Un effondrement économique
Le problème n’est pas seulement d’ordre social. Si la foule tempête, c’est aussi parce que la situation financière du pays se dégrade rapidement. Les sanctions récentes ont ajouté à la crise, et l’économie n’étant pas la priorité du président, le peuple craint pour son niveau de vie future. Preuve à l’appui, alors que les troupes armées n’étaient encore pas entrées sur le territoire ukrainien, la crainte du conflit avait fait exploser le cours du Brent, l’un des pétroles bruts standards utilisé dans la fixation du cours mondial. Et ce n’est pas tout. Seulement quelques jours après, c’est la devise locale qui à son tour avait été touchée : en effet, en cette fin de février, le cours du rouble a chuté de plus de 30 %, le positionnant à 114,33 roubles par dollar. La banque centrale de Russie a doublé les taux d’intérêt, les faisant passer de 9,5 à 20 %. Par crainte d’une hyperinflation et dans le but d’échapper à cette dégringolade, nombreux sont ceux qui se sont tournés vers le bitcoin. On notera que ce dernier a atteint son plus haut taux depuis 9 mois. Seulement cela ne suffit pas. L’accès de la nation russe aux marchés de capitaux européens ayant été grandement restreint, cette dernière se retrouve dans l’impossibilité d’effectuer une quelconque transaction avec l’étranger. Transaction qui lui aurait permis la vente d’actifs offshore, et donc un gain limitant sa dette nationale. Vous me direz : oui, mais le fond souverain, la réserve de changes ? Leurs fonds ont été bloqués, et ne permettent dorénavant plus à la Russie de s’auto-financer.
Une question se pose alors, puis une seconde : par quels moyens la Russie parviendra-t-elle à payer cette dette ? Et surtout, que se passera-t-il le cas échéant ? La réponse est vite trouvée : la nation pourrait, ce 16 mars, se retrouver en défaut de paiement envers de nombreux Etats, et ainsi engranger une faillite collective dans le pays.
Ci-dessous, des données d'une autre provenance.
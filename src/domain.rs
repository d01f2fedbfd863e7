use std::fmt;
use std::str::FromStr;
use std::sync::OnceLock;

use regex::Regex;
use serde::{Deserialize, Serialize};

use crate::error::LoadError;

#[derive(Debug, Clone, Copy, PartialEq, Eq, Serialize, Deserialize)]
#[serde(rename_all = "lowercase")]
pub enum ProcessingMode {
    Incremental,
    Full,
    Preview,
}

impl ProcessingMode {
    pub fn policy(self) -> ModePolicy {
        match self {
            ProcessingMode::Incremental => ModePolicy {
                purge_existing: false,
                persist: true,
            },
            ProcessingMode::Full => ModePolicy {
                purge_existing: true,
                persist: true,
            },
            ProcessingMode::Preview => ModePolicy {
                purge_existing: false,
                persist: false,
            },
        }
    }
}

impl fmt::Display for ProcessingMode {
    fn fmt(&self, f: &mut fmt::Formatter<'_>) -> fmt::Result {
        match self {
            ProcessingMode::Incremental => write!(f, "incremental"),
            ProcessingMode::Full => write!(f, "full"),
            ProcessingMode::Preview => write!(f, "preview"),
        }
    }
}

impl FromStr for ProcessingMode {
    type Err = LoadError;

    fn from_str(value: &str) -> Result<Self, Self::Err> {
        match value.trim() {
            "incremental" => Ok(ProcessingMode::Incremental),
            "full" => Ok(ProcessingMode::Full),
            "preview" => Ok(ProcessingMode::Preview),
            _ => Err(LoadError::InvalidMode(value.to_string())),
        }
    }
}

#[derive(Debug, Clone, Copy, PartialEq, Eq)]
pub struct ModePolicy {
    pub purge_existing: bool,
    pub persist: bool,
}

#[derive(Debug, Clone, Copy, PartialEq, Eq, Default, Serialize, Deserialize)]
#[serde(rename_all = "snake_case")]
pub enum KeySource {
    #[default]
    MaxPlusOne,
    Sequence,
}

impl FromStr for KeySource {
    type Err = LoadError;

    fn from_str(value: &str) -> Result<Self, Self::Err> {
        match value.trim() {
            "max_plus_one" => Ok(KeySource::MaxPlusOne),
            "sequence" => Ok(KeySource::Sequence),
            _ => Err(LoadError::InvalidKeySource(value.to_string())),
        }
    }
}

#[derive(Debug, Clone, Copy, PartialEq, Eq, Hash, PartialOrd, Ord, Serialize, Deserialize)]
pub struct ExperimentKey(pub i64);

impl fmt::Display for ExperimentKey {
    fn fmt(&self, f: &mut fmt::Formatter<'_>) -> fmt::Result {
        write!(f, "{}", self.0)
    }
}

#[derive(Debug, Clone, PartialEq, Eq)]
pub enum Lookup<T> {
    Found(T),
    NotFound,
}

impl<T> Lookup<T> {
    pub fn found(self) -> Option<T> {
        match self {
            Lookup::Found(value) => Some(value),
            Lookup::NotFound => None,
        }
    }

    pub fn is_found(&self) -> bool {
        matches!(self, Lookup::Found(_))
    }
}

impl<T> From<Option<T>> for Lookup<T> {
    fn from(value: Option<T>) -> Self {
        match value {
            Some(value) => Lookup::Found(value),
            None => Lookup::NotFound,
        }
    }
}

#[derive(Debug, Clone, PartialEq, Eq)]
pub struct ResolvedMarker {
    pub key: i64,
    pub symbol: String,
}

#[derive(Debug, Clone, PartialEq, Eq, Hash, Serialize, Deserialize)]
pub struct ReferenceNumber(String);

impl ReferenceNumber {
    pub fn as_str(&self) -> &str {
        &self.0
    }
}

impl fmt::Display for ReferenceNumber {
    fn fmt(&self, f: &mut fmt::Formatter<'_>) -> fmt::Result {
        write!(f, "{}", self.0)
    }
}

impl FromStr for ReferenceNumber {
    type Err = ();

    fn from_str(value: &str) -> Result<Self, Self::Err> {
        static JNUM: OnceLock<Regex> = OnceLock::new();
        let re = JNUM.get_or_init(|| Regex::new(r"^(?i:J:)?\s*(\d+)$").expect("valid regex"));
        let captures = re.captures(value.trim()).ok_or(())?;
        Ok(Self(format!("J:{}", &captures[1])))
    }
}

#[cfg(test)]
mod tests {
    use assert_matches::assert_matches;

    use super::*;

    #[test]
    fn parse_modes() {
        assert_eq!("full".parse::<ProcessingMode>().unwrap(), ProcessingMode::Full);
        assert_eq!(
            " preview ".parse::<ProcessingMode>().unwrap(),
            ProcessingMode::Preview
        );
        let err = "append".parse::<ProcessingMode>().unwrap_err();
        assert_matches!(err, LoadError::InvalidMode(value) if value == "append");
    }

    #[test]
    fn mode_policies() {
        assert!(ProcessingMode::Full.policy().purge_existing);
        assert!(!ProcessingMode::Incremental.policy().purge_existing);
        let preview = ProcessingMode::Preview.policy();
        assert!(!preview.purge_existing);
        assert!(!preview.persist);
    }

    #[test]
    fn reference_numbers_normalize() {
        let a: ReferenceNumber = "J:9999".parse().unwrap();
        let b: ReferenceNumber = "9999".parse().unwrap();
        assert_eq!(a, b);
        assert_eq!(a.as_str(), "J:9999");
        assert!("J:abc".parse::<ReferenceNumber>().is_err());
        assert!("".parse::<ReferenceNumber>().is_err());
    }
}
use std::fs::{self, File};
use std::io::{self, BufWriter, Write};

use camino::{Utf8Path, Utf8PathBuf};
use serde::Serialize;

use crate::app::{ProgressEvent, ProgressSink, RunSummary};
use crate::batch::{BcpFields, LoadBatch};
use crate::convert::ConvertSummary;
use crate::error::LoadError;

pub const BCP_DELIMITER: char = '|';

pub const EXPERIMENT_TABLE: &str = "MLD_Expts";
pub const ACCESSION_TABLE: &str = "ACC_Accession";
pub const ASSOCIATION_TABLE: &str = "MLD_Expt_Marker";
pub const NOTE_TABLE: &str = "MLD_Notes";
pub const MASTER_MARKER_TABLE: &str = "MLD_Marker";

#[derive(Debug, Clone)]
pub struct OutputPaths {
    pub experiments: Utf8PathBuf,
    pub accessions: Utf8PathBuf,
    pub associations: Utf8PathBuf,
    pub notes: Utf8PathBuf,
    pub master_markers: Utf8PathBuf,
    pub script: Utf8PathBuf,
    pub diagnostics: Utf8PathBuf,
    pub errors: Utf8PathBuf,
}

impl OutputPaths {
    pub fn for_input(input: &Utf8Path, output_dir: &Utf8Path) -> Self {
        let tail = input.file_name().unwrap_or("mapping");
        let path = |suffix: &str| output_dir.join(format!("{tail}.{suffix}"));
        Self {
            experiments: path(&format!("{EXPERIMENT_TABLE}.bcp")),
            accessions: path(&format!("{ACCESSION_TABLE}.bcp")),
            associations: path(&format!("{ASSOCIATION_TABLE}.bcp")),
            notes: path(&format!("{NOTE_TABLE}.bcp")),
            master_markers: path(&format!("{MASTER_MARKER_TABLE}.bcp")),
            script: path("marker_updates.sql"),
            diagnostics: path("diag"),
            errors: path("error"),
        }
    }

    pub fn load_plan(&self, include_master_markers: bool) -> Vec<(&'static str, &Utf8Path)> {
        let mut plan = vec![
            (EXPERIMENT_TABLE, self.experiments.as_path()),
            (ASSOCIATION_TABLE, self.associations.as_path()),
            (ACCESSION_TABLE, self.accessions.as_path()),
            (NOTE_TABLE, self.notes.as_path()),
        ];
        if include_master_markers {
            plan.push((MASTER_MARKER_TABLE, self.master_markers.as_path()));
        }
        plan
    }
}

// Free text may carry the delimiter; it becomes a space so column counts hold.
pub fn format_row<T: BcpFields>(row: &T) -> String {
    row.fields()
        .iter()
        .map(|field| field.replace(BCP_DELIMITER, " "))
        .collect::<Vec<_>>()
        .join(&BCP_DELIMITER.to_string())
}

pub fn write_rows<T: BcpFields>(path: &Utf8Path, rows: &[T]) -> Result<(), LoadError> {
    let mut content = String::new();
    for row in rows {
        content.push_str(&format_row(row));
        content.push('\n');
    }
    write_atomic(path, content.as_bytes())
}

fn write_atomic(path: &Utf8Path, content: &[u8]) -> Result<(), LoadError> {
    let parent = path
        .parent()
        .filter(|parent| !parent.as_str().is_empty())
        .unwrap_or(Utf8Path::new("."));
    fs::create_dir_all(parent.as_std_path())
        .map_err(|err| LoadError::Filesystem(err.to_string()))?;
    let mut temp = tempfile::Builder::new()
        .prefix("mapping-load")
        .tempfile_in(parent.as_std_path())
        .map_err(|err| LoadError::Filesystem(err.to_string()))?;
    temp.write_all(content)
        .map_err(|err| LoadError::Filesystem(err.to_string()))?;
    temp.persist(path.as_std_path())
        .map_err(|err| LoadError::Filesystem(format!("write {path}: {err}")))?;
    Ok(())
}

pub fn write_batch(
    paths: &OutputPaths,
    batch: &LoadBatch,
    include_master_markers: bool,
) -> Result<(), LoadError> {
    write_rows(&paths.experiments, &batch.experiments)?;
    write_rows(&paths.accessions, &batch.accessions)?;
    write_rows(&paths.associations, &batch.associations)?;
    write_rows(&paths.notes, &batch.notes)?;
    if include_master_markers {
        write_rows(&paths.master_markers, &batch.master_markers)?;
    }
    write_atomic(&paths.script, batch.script().as_bytes())
}

pub struct RunLog {
    path: Utf8PathBuf,
    writer: BufWriter<File>,
}

impl RunLog {
    pub fn create(path: &Utf8Path, started: &str) -> Result<Self, LoadError> {
        if let Some(parent) = path.parent().filter(|parent| !parent.as_str().is_empty()) {
            fs::create_dir_all(parent.as_std_path())
                .map_err(|err| LoadError::Filesystem(err.to_string()))?;
        }
        let file = File::create(path.as_std_path())
            .map_err(|err| LoadError::Filesystem(format!("could not open file {path}: {err}")))?;
        let mut log = Self {
            path: path.to_path_buf(),
            writer: BufWriter::new(file),
        };
        log.line(&format!("Start Date/Time: {started}"))?;
        Ok(log)
    }

    pub fn path(&self) -> &Utf8Path {
        &self.path
    }

    pub fn line(&mut self, text: &str) -> Result<(), LoadError> {
        writeln!(self.writer, "{text}").map_err(|err| LoadError::Filesystem(err.to_string()))
    }

    pub fn writer(&mut self) -> &mut dyn Write {
        &mut self.writer
    }

    pub fn finish(mut self, ended: &str) -> Result<(), LoadError> {
        write!(self.writer, "\n\nEnd Date/Time: {ended}\n")
            .and_then(|_| self.writer.flush())
            .map_err(|err| LoadError::Filesystem(err.to_string()))
    }
}

pub struct JsonOutput;

impl JsonOutput {
    pub fn print_summary(result: &RunSummary) -> io::Result<()> {
        Self::print_json(result)
    }

    pub fn print_convert(result: &ConvertSummary) -> io::Result<()> {
        Self::print_json(result)
    }

    fn print_json<T: Serialize>(value: &T) -> io::Result<()> {
        let json = serde_json::to_string_pretty(value).map_err(io::Error::other)?;
        let mut stdout = io::stdout();
        stdout.write_all(json.as_bytes())?;
        stdout.write_all(b"\n")?;
        Ok(())
    }
}

impl ProgressSink for JsonOutput {
    fn event(&self, _event: ProgressEvent) {}
}

#[cfg(test)]
mod tests {
    use super::*;
    use crate::batch::NoteRow;

    #[test]
    fn paths_follow_input_tail() {
        let paths = OutputPaths::for_input(Utf8Path::new("/data/in/fantom2.txt"), Utf8Path::new("out"));
        assert_eq!(paths.experiments.as_str(), "out/fantom2.txt.MLD_Expts.bcp");
        assert_eq!(paths.errors.as_str(), "out/fantom2.txt.error");
        assert_eq!(paths.load_plan(false).len(), 4);
        assert_eq!(paths.load_plan(true).len(), 5);
    }

    #[test]
    fn rows_are_pipe_delimited_lines() {
        let dir = tempfile::tempdir().unwrap();
        let path = Utf8PathBuf::from_path_buf(dir.path().join("notes.bcp")).unwrap();
        let rows = vec![NoteRow {
            reference_key: 7,
            sequence: 1,
            text: "mapped by FISH".to_string(),
            created: "10/19/2026".to_string(),
            modified: "10/19/2026".to_string(),
        }];
        write_rows(&path, &rows).unwrap();
        let content = fs::read_to_string(path.as_std_path()).unwrap();
        assert_eq!(content, "7|1|mapped by FISH|10/19/2026|10/19/2026\n");
    }

    #[test]
    fn delimiter_in_note_text_keeps_columns() {
        let row = NoteRow {
            reference_key: 7,
            sequence: 1,
            text: "a|b".to_string(),
            created: "10/19/2026".to_string(),
            modified: "10/19/2026".to_string(),
        };
        let line = format_row(&row);
        assert_eq!(line, "7|1|a b|10/19/2026|10/19/2026");
        assert_eq!(line.split(BCP_DELIMITER).count(), 5);
    }

    #[test]
    fn run_log_brackets_lines_with_times() {
        let dir = tempfile::tempdir().unwrap();
        let path = Utf8PathBuf::from_path_buf(dir.path().join("x.error")).unwrap();
        let mut log = RunLog::create(&path, "start").unwrap();
        log.line("Invalid Marker (1) MGI:0").unwrap();
        log.finish("end").unwrap();
        let content = fs::read_to_string(path.as_std_path()).unwrap();
        assert_eq!(
            content,
            "Start Date/Time: start\nInvalid Marker (1) MGI:0\n\n\nEnd Date/Time: end\n"
        );
    }
}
Impossible alors de payer les fonctionnaires et autres dépenses générales sans augmenter drastiquement les impôts. La première victime devient donc le Russe lambda, qui observe son pouvoir d’achat se dégrader à vue d’œil. Face aux menaces budgétaires grandissantes et la rumeur d’une pénurie en approche, les queues s’allongent aux guichets et les rayons se vident.
De quoi en faire paniquer plus d’un, et peut-être pousser davantage de citoyens à manifester. Car si le mouvement minoritaire était à l’origine une clameur en faveur d’amis ou de parents ukrainiens, il se pourrait bien, si la crise s’amplifie dans les prochains mois, qu’il devienne une objection générale du peuple russe, luttant pour sa propre survivance.